L’orage dure deux heures. Le lac, enfermé entre deux hautes chaînes de montagnes, résonne des coups multipliés du tonnerre. La pluie tombe à flots ; mais la petite barque glisse sur l’eau et, deux heures après, aborde à Laurdal.

Vue du lac Bandak. — Dessin de Doré d’après M. Riant.

Rien de ravissant comme ce coin solitaire. Quelque riche bourgeois l’a choisi pour s’y bâtir une demeure confortable, au milieu d’un grand parc de sapins. À côté, une chute fait aller quelques scieries. En face, s’ouvre une vallée fertile ; c’est un paradis en miniature.

Vers cinq heures du soir, nos bateliers nous déposaient dans une prairie inondée où finit le lac et où commence la vallée de Bandal.

Un groupe de cinq ou six maisons y forment le hameau de Dalen. Le Saint-Olaf est à l’ancre en rade. Nous faisons porter nos sacs à une maison de bois que nos bateliers décorent du nom de restaurant à la carte (spise-korter). En réalité, c’est une maison de paysan, et la carte se compose de l’höre classique et des pommes de terre qui constituent en Norvége un repas de première classe. En attendant qu’on le prépare, nous partons à pied pour le fameux Ravnedjupet, Ravin des corbeaux, qui se trouve dans la vallée, à deux lieues de Dalen.

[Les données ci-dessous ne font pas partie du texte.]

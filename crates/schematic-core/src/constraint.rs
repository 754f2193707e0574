//! Keys and check constraints.

use serde::{Deserialize, Serialize};

use crate::identifier::Identifier;

/// The kind of a key constraint.
#[derive(Debug, Clone, Copy, PartialEq, Eq, Hash, PartialOrd, Ord, Serialize, Deserialize)]
pub enum KeyType {
    /// Primary key.
    Primary,
    /// Unique key.
    Unique,
    /// Child side of a foreign key.
    Foreign,
}

/// A key constraint over an ordered list of columns.
///
/// The name is optional because some databases report unnamed constraints.
#[derive(Debug, Clone, PartialEq, Eq, Hash, Serialize, Deserialize)]
pub struct DatabaseKey {
    /// Constraint name, if any.
    #[serde(default, skip_serializing_if = "Option::is_none")]
    pub name: Option<Identifier>,
    /// Kind of key.
    pub key_type: KeyType,
    /// Column names, in key order.
    pub columns: Vec<String>,
    /// Whether the constraint is enforced.
    #[serde(default = "enabled")]
    pub is_enabled: bool,
}

const fn enabled() -> bool {
    true
}

impl DatabaseKey {
    /// Creates an unnamed key.
    #[must_use]
    pub fn new<I, S>(key_type: KeyType, columns: I) -> Self
    where
        I: IntoIterator<Item = S>,
        S: Into<String>,
    {
        Self {
            name: None,
            key_type,
            columns: columns.into_iter().map(Into::into).collect(),
            is_enabled: true,
        }
    }

    /// Creates an unnamed primary key.
    #[must_use]
    pub fn primary<I, S>(columns: I) -> Self
    where
        I: IntoIterator<Item = S>,
        S: Into<String>,
    {
        Self::new(KeyType::Primary, columns)
    }

    /// Creates an unnamed unique key.
    #[must_use]
    pub fn unique<I, S>(columns: I) -> Self
    where
        I: IntoIterator<Item = S>,
        S: Into<String>,
    {
        Self::new(KeyType::Unique, columns)
    }

    /// Creates an unnamed foreign (child) key.
    #[must_use]
    pub fn foreign<I, S>(columns: I) -> Self
    where
        I: IntoIterator<Item = S>,
        S: Into<String>,
    {
        Self::new(KeyType::Foreign, columns)
    }

    /// Sets the constraint name.
    #[must_use]
    pub fn named(mut self, name: impl Into<String>) -> Self {
        self.name = Some(Identifier::new(name));
        self
    }

    /// Marks the constraint as disabled.
    #[must_use]
    pub fn disabled(mut self) -> Self {
        self.is_enabled = false;
        self
    }

    /// Returns the local constraint name, if any.
    #[must_use]
    pub fn local_name(&self) -> Option<&str> {
        self.name.as_ref().map(Identifier::local_name)
    }
}

/// Referential action taken on delete or update of a parent row.
#[derive(
    Debug, Clone, Copy, PartialEq, Eq, Hash, PartialOrd, Ord, Serialize, Deserialize, Default,
)]
pub enum ReferentialAction {
    /// No action (checked at end of statement).
    #[default]
    NoAction,
    /// Restrict (checked immediately).
    Restrict,
    /// Cascade the change to child rows.
    Cascade,
    /// Set child columns to NULL.
    SetNull,
    /// Set child columns to their default.
    SetDefault,
}

impl ReferentialAction {
    /// Returns the SQL keyword for this action.
    #[must_use]
    pub const fn as_sql(&self) -> &'static str {
        match self {
            Self::NoAction => "NO ACTION",
            Self::Restrict => "RESTRICT",
            Self::Cascade => "CASCADE",
            Self::SetNull => "SET NULL",
            Self::SetDefault => "SET DEFAULT",
        }
    }
}

/// A foreign key relationship between a child table and a parent table.
///
/// The relationship is stored once, on the child table. Tables are
/// referenced by identifier, never by value.
#[derive(Debug, Clone, PartialEq, Eq, Hash, Serialize, Deserialize)]
pub struct RelationalKey {
    /// Table holding the foreign key.
    pub child_table: Identifier,
    /// The foreign key on the child table.
    pub child_key: DatabaseKey,
    /// Referenced table.
    pub parent_table: Identifier,
    /// Referenced primary or unique key on the parent table.
    pub parent_key: DatabaseKey,
    /// ON DELETE action.
    #[serde(default)]
    pub delete_action: ReferentialAction,
    /// ON UPDATE action.
    #[serde(default)]
    pub update_action: ReferentialAction,
}

impl RelationalKey {
    /// Creates a relationship with NO ACTION on delete and update.
    #[must_use]
    pub fn new(
        child_table: impl Into<Identifier>,
        child_key: DatabaseKey,
        parent_table: impl Into<Identifier>,
        parent_key: DatabaseKey,
    ) -> Self {
        Self {
            child_table: child_table.into(),
            child_key,
            parent_table: parent_table.into(),
            parent_key,
            delete_action: ReferentialAction::NoAction,
            update_action: ReferentialAction::NoAction,
        }
    }

    /// Sets the ON DELETE action.
    #[must_use]
    pub fn on_delete(mut self, action: ReferentialAction) -> Self {
        self.delete_action = action;
        self
    }

    /// Sets the ON UPDATE action.
    #[must_use]
    pub fn on_update(mut self, action: ReferentialAction) -> Self {
        self.update_action = action;
        self
    }

    /// Returns the foreign key's constraint name, if any.
    #[must_use]
    pub fn name(&self) -> Option<&Identifier> {
        self.child_key.name.as_ref()
    }

    /// Returns true if the key references its own table.
    #[must_use]
    pub fn is_self_referencing(&self) -> bool {
        self.child_table == self.parent_table
    }
}

/// A CHECK constraint.
#[derive(Debug, Clone, PartialEq, Eq, Hash, Serialize, Deserialize)]
pub struct CheckConstraint {
    /// Constraint name, if any.
    #[serde(default, skip_serializing_if = "Option::is_none")]
    pub name: Option<Identifier>,
    /// Check expression.
    pub definition: String,
    /// Whether the constraint is enforced.
    #[serde(default = "enabled")]
    pub is_enabled: bool,
}

impl CheckConstraint {
    /// Creates an unnamed check.
    #[must_use]
    pub fn new(definition: impl Into<String>) -> Self {
        Self {
            name: None,
            definition: definition.into(),
            is_enabled: true,
        }
    }

    /// Sets the constraint name.
    #[must_use]
    pub fn named(mut self, name: impl Into<String>) -> Self {
        self.name = Some(Identifier::new(name));
        self
    }

    /// Returns the local constraint name, if any.
    #[must_use]
    pub fn local_name(&self) -> Option<&str> {
        self.name.as_ref().map(Identifier::local_name)
    }
}

#[cfg(test)]
mod tests {
    use super::*;

    #[test]
    fn test_key_builders() {
        let pk = DatabaseKey::primary(["id"]).named("pk_users");
        assert_eq!(pk.key_type, KeyType::Primary);
        assert_eq!(pk.local_name(), Some("pk_users"));
        assert!(pk.is_enabled);

        let uk = DatabaseKey::unique(["a", "b"]).disabled();
        assert_eq!(uk.columns, vec!["a", "b"]);
        assert_eq!(uk.local_name(), None);
        assert!(!uk.is_enabled);
    }

    #[test]
    fn test_relational_key() {
        let fk = RelationalKey::new(
            "orders",
            DatabaseKey::foreign(["user_id"]).named("fk_orders_users"),
            "users",
            DatabaseKey::primary(["id"]),
        )
        .on_delete(ReferentialAction::Cascade);

        assert_eq!(fk.name().map(Identifier::local_name), Some("fk_orders_users"));
        assert_eq!(fk.delete_action.as_sql(), "CASCADE");
        assert_eq!(fk.update_action, ReferentialAction::NoAction);
        assert!(!fk.is_self_referencing());
    }

    #[test]
    fn test_disabled_flag_defaults_when_missing() {
        let check: CheckConstraint =
            serde_json::from_str(r#"{"definition": "price > 0"}"#).unwrap();
        assert!(check.is_enabled);
        assert_eq!(check.name, None);
    }
}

Le Ravnedjupet est célèbre dans les contes du Télémark ; la tradition prétend que ce gouffre rejette sur ses bords, par la seule force du vent qui y tourbillonne, tout ce qu’on y jette.

En réalité Ravnedjupet n’est qu’un site horriblement sauvage, surtout alors qu’il n’est éclairé que par les lueurs tramblotantes du crépuscule norvégien.

Paul Riant.

(La fin à la prochaine livraison.)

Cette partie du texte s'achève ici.